- **Exercise prompt**
Every single entry needs to appear again exactly as given.

- **Dataset excerpts**

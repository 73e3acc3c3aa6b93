//! Desired-state configuration of a policy/channel association.

use serde::{Deserialize, Serialize};
use tracing::warn;

use crate::error::ConfigError;

/// Resource type name reported in errors and logs.
pub const RESOURCE_TYPE: &str = "newrelic_alert_policy_channel";

/// Attributes supplied by the host for one resource instance.
///
/// Every attribute forces replacement; there is no in-place update.
#[derive(Debug, Clone, Default, PartialEq, Eq, Serialize, Deserialize)]
#[serde(deny_unknown_fields)]
pub struct PolicyChannelConfig {
    /// The policy to attach channels to.
    pub policy_id: u64,

    /// A single channel. Deprecated in favor of `channel_ids`.
    #[serde(default, skip_serializing_if = "Option::is_none")]
    pub channel_id: Option<u64>,

    /// The channels to attach.
    #[serde(default, skip_serializing_if = "Option::is_none")]
    pub channel_ids: Option<Vec<u64>>,
}

impl PolicyChannelConfig {
    /// Creates a configuration attaching `channel_ids` to `policy_id`.
    #[must_use]
    pub fn new(policy_id: u64, channel_ids: Vec<u64>) -> Self {
        Self {
            policy_id,
            channel_id: None,
            channel_ids: Some(channel_ids),
        }
    }

    /// Creates a configuration using the deprecated single-channel attribute.
    #[must_use]
    pub const fn single(policy_id: u64, channel_id: u64) -> Self {
        Self {
            policy_id,
            channel_id: Some(channel_id),
            channel_ids: None,
        }
    }

    /// Parses the host's attribute map.
    ///
    /// # Errors
    ///
    /// Returns [`ConfigError::Malformed`] on missing, mistyped or unknown
    /// attributes.
    pub fn from_value(value: serde_json::Value) -> Result<Self, ConfigError> {
        Ok(serde_json::from_value(value)?)
    }

    /// Parses a JSON document holding the attribute map.
    ///
    /// # Errors
    ///
    /// Returns [`ConfigError::Malformed`] if the document is not a valid
    /// attribute map.
    pub fn from_json(json: &str) -> Result<Self, ConfigError> {
        Ok(serde_json::from_str(json)?)
    }

    /// Resolves the channels to attach, in declaration order.
    ///
    /// # Errors
    ///
    /// Returns [`ConfigError`] if both or neither channel attributes are set,
    /// or if `channel_ids` is empty.
    pub fn channel_ids(&self) -> Result<Vec<u64>, ConfigError> {
        match (self.channel_id, &self.channel_ids) {
            (Some(_), Some(_)) => Err(ConfigError::Conflicting),
            (Some(channel_id), None) => {
                warn!(
                    resource = RESOURCE_TYPE,
                    "\"channel_id\" is deprecated: use `channel_ids` argument instead"
                );
                Ok(vec![channel_id])
            }
            (None, Some(ids)) if ids.is_empty() => Err(ConfigError::EmptyChannelList),
            (None, Some(ids)) => Ok(ids.clone()),
            (None, None) => Err(ConfigError::MissingChannels {
                resource: RESOURCE_TYPE,
            }),
        }
    }
}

- **Solution for this problem**
repository 73e3acc3c3aa6b93
//! Desired-state configuration of a policy/channel association.

use serde::{Deserialize, Serialize};
use tracing::warn;

use crate::error::ConfigError;

/// Resource type name reported in errors and logs.
pub const RESOURCE_TYPE: &str = "newrelic_alert_policy_channel";

/// Attributes supplied by the host for one resource instance.
///
/// Every attribute forces replacement; there is no in-place update.
#[derive(Debug, Clone, Default, PartialEq, Eq, Serialize, Deserialize)]
#[serde(deny_unknown_fields)]
pub struct PolicyChannelConfig {
    /// The policy to attach channels to.
    pub policy_id: u64,

    /// A single channel. Deprecated in favor of `channel_ids`.
    #[serde(default, skip_serializing_if = "Option::is_none")]
    pub channel_id: Option<u64>,

    /// The channels to attach.
    #[serde(default, skip_serializing_if = "Option::is_none")]
    pub channel_ids: Option<Vec<u64>>,
}

impl PolicyChannelConfig {
    /// Creates a configuration attaching `channel_ids` to `policy_id`.
    #[must_use]
    pub fn new(policy_id: u64, channel_ids: Vec<u64>) -> Self {
        Self {
            policy_id,
            channel_id: None,
            channel_ids: Some(channel_ids),
        }
    }

    /// Creates a configuration using the deprecated single-channel attribute.
    #[must_use]
    pub const fn single(policy_id: u64, channel_id: u64) -> Self {
        Self {
            policy_id,
            channel_id: Some(channel_id),
            channel_ids: None,
        }
    }

    /// Parses the host's attribute map.
    ///
    /// # Errors
    ///
    /// Returns [`ConfigError::Malformed`] on missing, mistyped or unknown
    /// attributes.
    pub fn from_value(value: serde_json::Value) -> Result<Self, ConfigError> {
        Ok(serde_json::from_value(value)?)
    }

    /// Parses a JSON document holding the attribute map.
    ///
    /// # Errors
    ///
    /// Returns [`ConfigError::Malformed`] if the document is not a valid
    /// attribute map.
    pub fn from_json(json: &str) -> Result<Self, ConfigError> {
        Ok(serde_json::from_str(json)?)
    }

    /// Resolves the channels to attach, in declaration order.
    ///
    /// # Errors
    ///
    /// Returns [`ConfigError`] if both or neither channel attributes are set,
    /// or if `channel_ids` is empty.
    pub fn channel_ids(&self) -> Result<Vec<u64>, ConfigError> {
        match (self.channel_id, &self.channel_ids) {
            (Some(_), Some(_)) => Err(ConfigError::Conflicting),
            (Some(channel_id), None) => {
                warn!(
                    resource = RESOURCE_TYPE,
                    "\"channel_id\" is deprecated: use `channel_ids` argument instead"
                );
                Ok(vec![channel_id])
            }
            (None, Some(ids)) if ids.is_empty() => Err(ConfigError::EmptyChannelList),
            (None, Some(ids)) => Ok(ids.clone()),
            (None, None) => Err(ConfigError::MissingChannels {
                resource: RESOURCE_TYPE,
            }),
        }
    }
}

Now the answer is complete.